> _PROBLEM TO WORK ON_: Among the entries that follow, the required portion opens with the line containing "has played yet" and closes with the line containing "impl std::fmt::Display for". Give that portion again exactly, and nothing else.

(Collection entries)
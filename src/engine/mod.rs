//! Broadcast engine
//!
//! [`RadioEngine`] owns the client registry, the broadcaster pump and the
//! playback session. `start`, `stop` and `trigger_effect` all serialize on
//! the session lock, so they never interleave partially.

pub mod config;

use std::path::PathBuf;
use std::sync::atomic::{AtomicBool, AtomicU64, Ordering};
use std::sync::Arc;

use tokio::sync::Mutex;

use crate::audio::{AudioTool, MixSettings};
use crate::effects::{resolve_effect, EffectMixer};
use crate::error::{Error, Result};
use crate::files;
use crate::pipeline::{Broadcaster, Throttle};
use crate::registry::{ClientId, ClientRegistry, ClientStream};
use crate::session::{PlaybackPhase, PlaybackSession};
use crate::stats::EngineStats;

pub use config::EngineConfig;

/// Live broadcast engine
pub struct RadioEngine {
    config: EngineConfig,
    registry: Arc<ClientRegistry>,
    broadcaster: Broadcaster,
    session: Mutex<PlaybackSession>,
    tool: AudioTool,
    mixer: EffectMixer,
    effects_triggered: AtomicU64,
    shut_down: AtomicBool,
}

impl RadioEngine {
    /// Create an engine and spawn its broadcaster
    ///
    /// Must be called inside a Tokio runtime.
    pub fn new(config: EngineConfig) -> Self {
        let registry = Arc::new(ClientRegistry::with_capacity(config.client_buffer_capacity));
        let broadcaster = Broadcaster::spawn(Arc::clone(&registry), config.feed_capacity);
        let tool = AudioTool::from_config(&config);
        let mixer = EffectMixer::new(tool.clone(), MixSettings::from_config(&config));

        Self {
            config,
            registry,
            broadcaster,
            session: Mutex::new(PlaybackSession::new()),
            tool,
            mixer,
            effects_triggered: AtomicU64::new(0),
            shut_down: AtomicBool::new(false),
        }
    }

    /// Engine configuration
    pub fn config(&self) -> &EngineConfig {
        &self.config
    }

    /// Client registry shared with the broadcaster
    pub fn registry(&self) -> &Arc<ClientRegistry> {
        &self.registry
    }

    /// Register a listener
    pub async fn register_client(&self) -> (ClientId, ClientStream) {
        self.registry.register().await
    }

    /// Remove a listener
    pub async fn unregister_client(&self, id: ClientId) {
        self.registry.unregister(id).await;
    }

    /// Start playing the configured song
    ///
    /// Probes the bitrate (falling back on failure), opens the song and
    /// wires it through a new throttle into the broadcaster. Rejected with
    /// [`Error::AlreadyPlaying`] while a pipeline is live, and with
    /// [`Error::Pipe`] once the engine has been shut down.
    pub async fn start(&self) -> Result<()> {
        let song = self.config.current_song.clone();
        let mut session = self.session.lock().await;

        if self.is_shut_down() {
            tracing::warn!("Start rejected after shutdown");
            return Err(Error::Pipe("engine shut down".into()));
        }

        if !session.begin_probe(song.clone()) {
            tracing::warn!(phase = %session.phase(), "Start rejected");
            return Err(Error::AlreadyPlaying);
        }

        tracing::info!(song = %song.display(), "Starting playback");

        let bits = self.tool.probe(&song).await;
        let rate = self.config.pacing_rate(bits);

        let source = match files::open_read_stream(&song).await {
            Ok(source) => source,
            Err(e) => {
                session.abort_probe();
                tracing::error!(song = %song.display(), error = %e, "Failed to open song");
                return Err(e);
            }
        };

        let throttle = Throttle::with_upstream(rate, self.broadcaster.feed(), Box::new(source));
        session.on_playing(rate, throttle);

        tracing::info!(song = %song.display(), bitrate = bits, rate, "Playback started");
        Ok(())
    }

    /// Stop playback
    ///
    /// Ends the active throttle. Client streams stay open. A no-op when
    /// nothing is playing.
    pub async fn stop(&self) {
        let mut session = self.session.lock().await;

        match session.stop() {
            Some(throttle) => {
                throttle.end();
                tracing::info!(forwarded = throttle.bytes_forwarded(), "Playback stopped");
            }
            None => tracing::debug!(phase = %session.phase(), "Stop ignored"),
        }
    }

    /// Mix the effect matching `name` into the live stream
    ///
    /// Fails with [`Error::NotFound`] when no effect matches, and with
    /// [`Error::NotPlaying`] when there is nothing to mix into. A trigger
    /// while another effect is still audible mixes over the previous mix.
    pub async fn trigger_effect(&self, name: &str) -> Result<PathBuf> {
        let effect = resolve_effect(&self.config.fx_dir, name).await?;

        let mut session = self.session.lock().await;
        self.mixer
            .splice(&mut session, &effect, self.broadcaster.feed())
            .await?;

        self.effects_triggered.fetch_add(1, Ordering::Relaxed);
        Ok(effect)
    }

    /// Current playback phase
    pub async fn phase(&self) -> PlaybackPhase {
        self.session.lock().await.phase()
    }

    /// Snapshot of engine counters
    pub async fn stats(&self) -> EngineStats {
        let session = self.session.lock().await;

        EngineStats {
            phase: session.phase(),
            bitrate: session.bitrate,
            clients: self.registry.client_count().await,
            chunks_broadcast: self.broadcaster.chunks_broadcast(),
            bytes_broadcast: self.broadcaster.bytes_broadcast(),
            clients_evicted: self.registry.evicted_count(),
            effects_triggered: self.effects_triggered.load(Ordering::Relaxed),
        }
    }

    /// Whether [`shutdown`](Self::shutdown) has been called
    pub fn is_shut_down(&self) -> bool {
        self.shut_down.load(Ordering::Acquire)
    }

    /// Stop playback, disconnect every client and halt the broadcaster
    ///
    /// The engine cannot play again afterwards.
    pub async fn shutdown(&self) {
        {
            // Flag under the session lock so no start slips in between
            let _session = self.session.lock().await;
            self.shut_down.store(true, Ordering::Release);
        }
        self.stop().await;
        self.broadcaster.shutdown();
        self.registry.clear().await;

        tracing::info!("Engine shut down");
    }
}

==

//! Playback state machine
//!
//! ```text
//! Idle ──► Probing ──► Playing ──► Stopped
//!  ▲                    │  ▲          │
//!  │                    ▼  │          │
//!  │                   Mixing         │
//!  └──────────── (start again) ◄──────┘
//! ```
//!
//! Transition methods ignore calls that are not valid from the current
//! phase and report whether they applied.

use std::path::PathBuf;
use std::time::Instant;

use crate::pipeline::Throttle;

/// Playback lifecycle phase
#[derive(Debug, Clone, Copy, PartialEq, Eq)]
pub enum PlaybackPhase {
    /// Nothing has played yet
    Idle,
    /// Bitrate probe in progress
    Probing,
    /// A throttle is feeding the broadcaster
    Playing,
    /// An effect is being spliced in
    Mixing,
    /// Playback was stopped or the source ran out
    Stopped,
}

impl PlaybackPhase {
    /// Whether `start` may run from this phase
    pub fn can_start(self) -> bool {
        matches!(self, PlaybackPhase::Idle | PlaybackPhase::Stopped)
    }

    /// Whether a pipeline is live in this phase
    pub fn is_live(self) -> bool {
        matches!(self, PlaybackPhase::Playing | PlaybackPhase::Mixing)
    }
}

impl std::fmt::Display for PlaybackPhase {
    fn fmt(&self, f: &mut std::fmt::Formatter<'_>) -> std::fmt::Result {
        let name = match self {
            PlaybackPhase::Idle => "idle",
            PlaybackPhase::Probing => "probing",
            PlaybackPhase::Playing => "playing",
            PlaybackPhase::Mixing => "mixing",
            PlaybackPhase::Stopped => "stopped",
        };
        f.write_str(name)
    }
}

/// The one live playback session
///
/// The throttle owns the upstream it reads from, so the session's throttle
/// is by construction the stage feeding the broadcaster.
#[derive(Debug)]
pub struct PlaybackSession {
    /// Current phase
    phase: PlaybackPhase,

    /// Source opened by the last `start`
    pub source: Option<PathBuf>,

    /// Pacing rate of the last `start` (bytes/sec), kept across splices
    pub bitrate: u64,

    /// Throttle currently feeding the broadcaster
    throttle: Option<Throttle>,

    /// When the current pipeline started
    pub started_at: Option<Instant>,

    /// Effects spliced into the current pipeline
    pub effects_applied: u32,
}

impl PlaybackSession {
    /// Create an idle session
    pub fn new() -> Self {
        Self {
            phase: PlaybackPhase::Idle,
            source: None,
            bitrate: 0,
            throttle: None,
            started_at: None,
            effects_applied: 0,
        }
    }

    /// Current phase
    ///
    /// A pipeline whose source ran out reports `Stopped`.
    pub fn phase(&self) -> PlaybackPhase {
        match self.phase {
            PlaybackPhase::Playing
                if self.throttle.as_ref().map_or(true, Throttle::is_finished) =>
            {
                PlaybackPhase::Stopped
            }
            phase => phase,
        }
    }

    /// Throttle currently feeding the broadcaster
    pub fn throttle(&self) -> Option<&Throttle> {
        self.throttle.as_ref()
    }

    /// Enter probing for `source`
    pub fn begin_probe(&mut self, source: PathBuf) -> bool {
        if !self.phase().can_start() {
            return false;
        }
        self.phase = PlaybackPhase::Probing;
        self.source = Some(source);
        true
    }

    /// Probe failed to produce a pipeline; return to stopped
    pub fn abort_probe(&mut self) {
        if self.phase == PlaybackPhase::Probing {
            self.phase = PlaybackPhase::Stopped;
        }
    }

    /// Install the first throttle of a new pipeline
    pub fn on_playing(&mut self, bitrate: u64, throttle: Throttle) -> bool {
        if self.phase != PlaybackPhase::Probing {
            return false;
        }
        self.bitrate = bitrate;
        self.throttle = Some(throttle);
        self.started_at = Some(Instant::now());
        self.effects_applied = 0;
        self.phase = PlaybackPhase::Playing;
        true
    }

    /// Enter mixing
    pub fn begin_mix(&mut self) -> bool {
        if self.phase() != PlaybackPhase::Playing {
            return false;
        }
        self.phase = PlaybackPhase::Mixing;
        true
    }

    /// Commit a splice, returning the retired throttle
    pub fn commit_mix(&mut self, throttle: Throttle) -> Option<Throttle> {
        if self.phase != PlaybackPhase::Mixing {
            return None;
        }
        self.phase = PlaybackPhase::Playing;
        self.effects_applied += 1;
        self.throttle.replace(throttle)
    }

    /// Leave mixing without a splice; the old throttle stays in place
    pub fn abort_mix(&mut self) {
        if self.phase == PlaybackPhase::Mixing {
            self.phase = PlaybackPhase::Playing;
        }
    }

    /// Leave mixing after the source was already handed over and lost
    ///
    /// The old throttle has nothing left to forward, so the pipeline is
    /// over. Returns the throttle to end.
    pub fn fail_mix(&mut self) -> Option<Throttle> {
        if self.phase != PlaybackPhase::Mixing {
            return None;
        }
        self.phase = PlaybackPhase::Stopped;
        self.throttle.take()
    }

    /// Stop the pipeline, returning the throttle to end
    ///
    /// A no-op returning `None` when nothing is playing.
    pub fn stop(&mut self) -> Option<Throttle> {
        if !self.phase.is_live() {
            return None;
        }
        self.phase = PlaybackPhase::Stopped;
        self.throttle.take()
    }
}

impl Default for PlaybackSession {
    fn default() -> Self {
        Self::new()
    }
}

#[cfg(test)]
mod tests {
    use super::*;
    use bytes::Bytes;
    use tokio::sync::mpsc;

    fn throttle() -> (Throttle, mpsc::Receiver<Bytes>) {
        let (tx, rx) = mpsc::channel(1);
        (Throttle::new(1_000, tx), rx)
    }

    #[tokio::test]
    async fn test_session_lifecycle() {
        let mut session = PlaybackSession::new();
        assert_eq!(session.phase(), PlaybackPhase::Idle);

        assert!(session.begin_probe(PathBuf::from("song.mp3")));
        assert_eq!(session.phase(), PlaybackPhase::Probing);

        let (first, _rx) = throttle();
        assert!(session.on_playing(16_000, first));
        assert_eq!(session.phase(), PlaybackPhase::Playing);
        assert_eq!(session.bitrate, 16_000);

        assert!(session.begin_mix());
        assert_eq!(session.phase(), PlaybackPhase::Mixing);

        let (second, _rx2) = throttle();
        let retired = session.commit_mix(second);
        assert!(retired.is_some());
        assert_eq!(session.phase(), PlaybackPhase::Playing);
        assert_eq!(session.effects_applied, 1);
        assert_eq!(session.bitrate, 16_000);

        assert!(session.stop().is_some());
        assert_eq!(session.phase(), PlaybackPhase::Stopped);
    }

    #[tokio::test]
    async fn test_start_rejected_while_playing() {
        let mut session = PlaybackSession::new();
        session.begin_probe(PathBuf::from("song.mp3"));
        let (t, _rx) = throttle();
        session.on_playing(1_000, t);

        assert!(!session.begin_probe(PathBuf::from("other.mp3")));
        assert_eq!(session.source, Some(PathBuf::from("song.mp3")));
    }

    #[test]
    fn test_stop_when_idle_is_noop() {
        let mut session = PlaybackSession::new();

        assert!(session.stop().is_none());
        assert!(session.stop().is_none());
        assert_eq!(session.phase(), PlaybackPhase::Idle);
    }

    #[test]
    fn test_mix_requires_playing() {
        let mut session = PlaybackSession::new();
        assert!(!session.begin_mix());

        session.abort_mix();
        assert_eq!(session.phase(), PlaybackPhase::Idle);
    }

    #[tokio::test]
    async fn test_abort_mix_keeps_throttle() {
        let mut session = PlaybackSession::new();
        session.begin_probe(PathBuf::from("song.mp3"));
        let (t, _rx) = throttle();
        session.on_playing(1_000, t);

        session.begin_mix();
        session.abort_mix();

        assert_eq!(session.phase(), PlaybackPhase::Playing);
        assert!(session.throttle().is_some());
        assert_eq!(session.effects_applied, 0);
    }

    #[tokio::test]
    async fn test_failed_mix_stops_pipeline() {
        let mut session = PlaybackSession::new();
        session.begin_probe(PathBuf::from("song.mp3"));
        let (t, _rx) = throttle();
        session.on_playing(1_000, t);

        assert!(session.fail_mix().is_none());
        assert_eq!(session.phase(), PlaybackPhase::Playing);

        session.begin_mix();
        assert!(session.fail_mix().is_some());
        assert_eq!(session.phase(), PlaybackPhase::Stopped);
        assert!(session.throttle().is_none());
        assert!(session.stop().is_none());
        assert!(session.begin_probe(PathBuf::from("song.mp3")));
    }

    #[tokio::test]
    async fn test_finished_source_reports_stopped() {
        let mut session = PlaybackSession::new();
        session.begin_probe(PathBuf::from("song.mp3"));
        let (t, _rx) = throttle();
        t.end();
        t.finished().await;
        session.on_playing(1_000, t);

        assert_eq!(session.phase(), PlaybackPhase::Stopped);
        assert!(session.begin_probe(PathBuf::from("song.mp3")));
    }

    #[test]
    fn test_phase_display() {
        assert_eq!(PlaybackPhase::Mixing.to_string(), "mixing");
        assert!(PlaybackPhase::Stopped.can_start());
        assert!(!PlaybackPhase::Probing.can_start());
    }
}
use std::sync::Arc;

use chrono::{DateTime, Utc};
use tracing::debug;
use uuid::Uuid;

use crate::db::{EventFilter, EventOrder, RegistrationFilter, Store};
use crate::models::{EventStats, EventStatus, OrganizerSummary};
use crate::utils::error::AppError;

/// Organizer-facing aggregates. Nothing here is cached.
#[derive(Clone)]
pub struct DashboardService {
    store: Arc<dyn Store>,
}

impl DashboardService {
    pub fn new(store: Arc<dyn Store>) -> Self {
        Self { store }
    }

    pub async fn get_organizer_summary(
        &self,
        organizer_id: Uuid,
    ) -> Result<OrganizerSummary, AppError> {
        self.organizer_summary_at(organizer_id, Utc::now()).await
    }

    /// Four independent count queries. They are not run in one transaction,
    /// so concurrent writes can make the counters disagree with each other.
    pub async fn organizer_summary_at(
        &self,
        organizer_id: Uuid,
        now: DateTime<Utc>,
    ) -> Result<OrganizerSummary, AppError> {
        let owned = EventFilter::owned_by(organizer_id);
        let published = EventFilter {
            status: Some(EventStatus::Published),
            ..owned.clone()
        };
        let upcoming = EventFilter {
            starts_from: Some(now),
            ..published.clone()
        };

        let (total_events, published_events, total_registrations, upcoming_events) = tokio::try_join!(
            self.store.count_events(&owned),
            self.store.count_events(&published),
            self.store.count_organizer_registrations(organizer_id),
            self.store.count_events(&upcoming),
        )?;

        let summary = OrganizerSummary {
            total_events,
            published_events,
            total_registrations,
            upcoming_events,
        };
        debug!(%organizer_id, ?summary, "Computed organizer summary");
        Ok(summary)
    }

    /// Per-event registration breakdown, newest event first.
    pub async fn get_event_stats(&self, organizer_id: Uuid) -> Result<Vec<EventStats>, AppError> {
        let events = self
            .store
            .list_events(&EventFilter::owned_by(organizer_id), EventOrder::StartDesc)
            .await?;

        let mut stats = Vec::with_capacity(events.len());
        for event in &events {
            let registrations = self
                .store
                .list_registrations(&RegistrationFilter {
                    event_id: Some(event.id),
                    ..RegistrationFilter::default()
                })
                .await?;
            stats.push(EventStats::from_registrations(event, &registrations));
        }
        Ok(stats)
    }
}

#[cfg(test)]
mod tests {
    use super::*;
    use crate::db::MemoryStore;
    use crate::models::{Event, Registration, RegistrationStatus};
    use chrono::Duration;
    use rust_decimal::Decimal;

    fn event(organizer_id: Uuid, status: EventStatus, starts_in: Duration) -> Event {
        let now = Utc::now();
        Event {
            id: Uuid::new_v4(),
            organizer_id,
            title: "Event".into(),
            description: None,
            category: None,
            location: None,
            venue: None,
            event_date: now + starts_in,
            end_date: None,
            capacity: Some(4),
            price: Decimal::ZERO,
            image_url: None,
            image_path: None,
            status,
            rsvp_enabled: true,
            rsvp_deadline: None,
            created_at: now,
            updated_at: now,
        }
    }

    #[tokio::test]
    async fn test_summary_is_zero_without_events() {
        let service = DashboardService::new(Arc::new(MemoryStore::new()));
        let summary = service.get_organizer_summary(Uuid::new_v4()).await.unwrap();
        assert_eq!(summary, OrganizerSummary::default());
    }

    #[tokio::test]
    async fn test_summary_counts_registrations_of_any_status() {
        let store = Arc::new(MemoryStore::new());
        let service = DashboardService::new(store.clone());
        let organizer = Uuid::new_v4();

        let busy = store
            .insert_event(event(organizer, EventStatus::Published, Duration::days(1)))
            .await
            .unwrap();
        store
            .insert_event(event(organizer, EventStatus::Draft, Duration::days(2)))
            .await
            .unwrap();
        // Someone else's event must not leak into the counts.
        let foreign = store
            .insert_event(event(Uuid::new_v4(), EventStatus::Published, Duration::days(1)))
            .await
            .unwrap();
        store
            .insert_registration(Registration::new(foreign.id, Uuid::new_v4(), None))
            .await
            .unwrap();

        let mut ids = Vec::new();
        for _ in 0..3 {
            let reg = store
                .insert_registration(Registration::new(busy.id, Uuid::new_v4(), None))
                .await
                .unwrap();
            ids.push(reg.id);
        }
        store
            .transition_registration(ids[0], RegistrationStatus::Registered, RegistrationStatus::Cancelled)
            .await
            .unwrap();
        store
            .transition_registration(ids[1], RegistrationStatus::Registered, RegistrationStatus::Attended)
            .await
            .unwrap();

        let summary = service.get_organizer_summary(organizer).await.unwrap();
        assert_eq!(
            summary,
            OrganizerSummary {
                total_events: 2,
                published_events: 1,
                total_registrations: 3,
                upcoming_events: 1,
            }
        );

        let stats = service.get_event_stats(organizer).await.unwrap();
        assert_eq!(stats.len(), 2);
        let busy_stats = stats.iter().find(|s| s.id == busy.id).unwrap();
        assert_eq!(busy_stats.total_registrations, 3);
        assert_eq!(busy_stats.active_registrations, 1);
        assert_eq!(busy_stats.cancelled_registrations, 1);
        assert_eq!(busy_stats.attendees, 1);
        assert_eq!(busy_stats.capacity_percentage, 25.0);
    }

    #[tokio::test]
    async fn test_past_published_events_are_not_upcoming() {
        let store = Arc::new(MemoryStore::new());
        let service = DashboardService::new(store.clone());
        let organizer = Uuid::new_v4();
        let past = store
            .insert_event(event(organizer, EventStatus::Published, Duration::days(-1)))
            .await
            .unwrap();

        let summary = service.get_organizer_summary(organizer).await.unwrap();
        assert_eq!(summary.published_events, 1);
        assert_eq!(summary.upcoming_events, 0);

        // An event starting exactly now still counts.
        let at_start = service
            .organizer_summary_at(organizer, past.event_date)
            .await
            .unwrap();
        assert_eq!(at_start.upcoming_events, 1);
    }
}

--

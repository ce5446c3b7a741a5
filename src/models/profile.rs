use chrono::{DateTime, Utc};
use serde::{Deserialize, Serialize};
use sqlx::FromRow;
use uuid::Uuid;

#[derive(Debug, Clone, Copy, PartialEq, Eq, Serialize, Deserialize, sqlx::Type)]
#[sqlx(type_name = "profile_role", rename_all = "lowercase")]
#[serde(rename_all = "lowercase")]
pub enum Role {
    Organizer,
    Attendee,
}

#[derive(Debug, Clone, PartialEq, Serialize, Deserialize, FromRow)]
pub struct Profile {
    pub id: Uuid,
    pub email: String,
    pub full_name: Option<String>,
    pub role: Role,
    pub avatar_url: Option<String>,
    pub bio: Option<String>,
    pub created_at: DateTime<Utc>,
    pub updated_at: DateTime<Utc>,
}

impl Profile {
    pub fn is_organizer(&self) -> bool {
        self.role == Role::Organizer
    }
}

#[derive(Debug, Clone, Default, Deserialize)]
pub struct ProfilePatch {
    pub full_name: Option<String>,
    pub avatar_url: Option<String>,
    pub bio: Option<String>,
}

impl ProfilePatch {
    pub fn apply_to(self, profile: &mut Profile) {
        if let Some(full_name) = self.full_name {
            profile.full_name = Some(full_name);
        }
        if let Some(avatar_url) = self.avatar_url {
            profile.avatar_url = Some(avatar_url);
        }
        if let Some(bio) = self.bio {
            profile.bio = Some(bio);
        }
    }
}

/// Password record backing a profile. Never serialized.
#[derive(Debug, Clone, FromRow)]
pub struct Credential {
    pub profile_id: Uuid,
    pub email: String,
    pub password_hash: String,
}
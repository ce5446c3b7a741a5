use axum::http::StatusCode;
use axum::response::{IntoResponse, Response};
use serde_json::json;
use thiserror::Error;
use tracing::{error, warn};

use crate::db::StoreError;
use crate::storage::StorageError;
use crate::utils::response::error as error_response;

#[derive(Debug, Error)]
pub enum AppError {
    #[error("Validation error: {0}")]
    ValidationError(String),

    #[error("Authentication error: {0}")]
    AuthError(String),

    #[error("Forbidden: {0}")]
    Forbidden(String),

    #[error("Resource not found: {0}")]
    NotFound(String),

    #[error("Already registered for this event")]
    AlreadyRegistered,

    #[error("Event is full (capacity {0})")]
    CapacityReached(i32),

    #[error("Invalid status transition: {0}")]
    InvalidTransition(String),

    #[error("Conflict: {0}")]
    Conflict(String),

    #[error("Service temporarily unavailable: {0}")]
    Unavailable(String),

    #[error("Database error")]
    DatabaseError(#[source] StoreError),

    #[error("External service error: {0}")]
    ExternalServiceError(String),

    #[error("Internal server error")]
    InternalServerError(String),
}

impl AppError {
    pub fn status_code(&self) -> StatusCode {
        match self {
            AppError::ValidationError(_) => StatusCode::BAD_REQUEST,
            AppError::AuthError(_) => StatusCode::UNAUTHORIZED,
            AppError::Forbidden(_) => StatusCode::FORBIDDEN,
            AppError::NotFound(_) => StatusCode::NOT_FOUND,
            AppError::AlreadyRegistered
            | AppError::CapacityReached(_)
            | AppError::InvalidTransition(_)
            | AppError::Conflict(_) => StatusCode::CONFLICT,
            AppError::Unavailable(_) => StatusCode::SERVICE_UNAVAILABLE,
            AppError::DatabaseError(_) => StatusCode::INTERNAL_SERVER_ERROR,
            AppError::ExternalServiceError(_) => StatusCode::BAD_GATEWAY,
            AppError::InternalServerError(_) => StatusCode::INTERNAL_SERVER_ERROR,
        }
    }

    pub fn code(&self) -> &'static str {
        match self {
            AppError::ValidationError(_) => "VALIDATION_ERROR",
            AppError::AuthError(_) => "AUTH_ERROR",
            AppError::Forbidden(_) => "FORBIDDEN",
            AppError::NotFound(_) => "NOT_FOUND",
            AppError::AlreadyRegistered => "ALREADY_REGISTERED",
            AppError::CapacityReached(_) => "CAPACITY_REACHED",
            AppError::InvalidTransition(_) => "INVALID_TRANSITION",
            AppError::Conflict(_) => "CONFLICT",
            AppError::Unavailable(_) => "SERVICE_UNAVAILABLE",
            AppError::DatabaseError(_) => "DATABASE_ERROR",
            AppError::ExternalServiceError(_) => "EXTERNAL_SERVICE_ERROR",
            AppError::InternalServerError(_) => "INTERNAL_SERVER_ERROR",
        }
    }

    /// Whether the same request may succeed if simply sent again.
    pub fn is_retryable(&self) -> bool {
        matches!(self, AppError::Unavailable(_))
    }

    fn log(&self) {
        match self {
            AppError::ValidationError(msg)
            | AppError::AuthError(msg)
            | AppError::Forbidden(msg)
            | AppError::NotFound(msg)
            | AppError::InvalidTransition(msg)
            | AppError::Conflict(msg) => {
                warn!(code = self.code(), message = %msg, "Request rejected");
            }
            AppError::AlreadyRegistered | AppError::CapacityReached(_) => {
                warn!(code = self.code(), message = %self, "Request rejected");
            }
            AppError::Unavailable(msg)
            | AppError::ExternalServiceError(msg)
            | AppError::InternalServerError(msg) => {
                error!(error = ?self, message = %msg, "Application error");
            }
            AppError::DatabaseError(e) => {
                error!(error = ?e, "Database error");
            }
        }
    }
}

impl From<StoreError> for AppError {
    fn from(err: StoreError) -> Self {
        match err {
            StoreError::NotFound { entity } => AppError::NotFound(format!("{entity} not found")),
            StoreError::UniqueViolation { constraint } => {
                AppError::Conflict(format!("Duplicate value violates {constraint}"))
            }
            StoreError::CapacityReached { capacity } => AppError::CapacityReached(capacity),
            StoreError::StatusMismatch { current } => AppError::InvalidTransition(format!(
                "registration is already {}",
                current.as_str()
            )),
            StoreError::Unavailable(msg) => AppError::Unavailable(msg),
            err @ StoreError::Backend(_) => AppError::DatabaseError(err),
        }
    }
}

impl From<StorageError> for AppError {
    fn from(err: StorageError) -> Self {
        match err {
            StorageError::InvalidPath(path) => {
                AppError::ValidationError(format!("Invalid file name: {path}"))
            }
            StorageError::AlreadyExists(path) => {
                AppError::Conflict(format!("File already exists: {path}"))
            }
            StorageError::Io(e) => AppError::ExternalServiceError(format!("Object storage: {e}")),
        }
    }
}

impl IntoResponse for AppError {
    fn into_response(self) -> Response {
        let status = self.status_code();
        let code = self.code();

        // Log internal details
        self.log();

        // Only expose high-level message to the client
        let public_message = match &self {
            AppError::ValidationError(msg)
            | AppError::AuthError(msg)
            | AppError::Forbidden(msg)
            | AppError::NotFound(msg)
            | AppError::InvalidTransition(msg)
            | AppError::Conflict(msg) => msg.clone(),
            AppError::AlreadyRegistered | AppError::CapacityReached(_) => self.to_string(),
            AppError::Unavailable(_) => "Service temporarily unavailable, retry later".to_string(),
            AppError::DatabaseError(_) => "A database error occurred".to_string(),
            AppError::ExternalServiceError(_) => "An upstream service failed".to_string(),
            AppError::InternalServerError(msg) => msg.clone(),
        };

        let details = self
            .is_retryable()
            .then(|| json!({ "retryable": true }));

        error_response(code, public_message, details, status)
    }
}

> _TASK RESPONSE_:
    /// Nothing has played yet
    Idle,
    /// Bitrate probe in progress
    Probing,
    /// A throttle is feeding the broadcaster
    Playing,
    /// An effect is being spliced in
    Mixing,
    /// Playback was stopped or the source ran out
    Stopped,
}

impl PlaybackPhase {
    /// Whether `start` may run from this phase
    pub fn can_start(self) -> bool {
        matches!(self, PlaybackPhase::Idle | PlaybackPhase::Stopped)
    }

    /// Whether a pipeline is live in this phase
    pub fn is_live(self) -> bool {
        matches!(self, PlaybackPhase::Playing | PlaybackPhase::Mixing)
    }
}

impl std::fmt::Display for PlaybackPhase {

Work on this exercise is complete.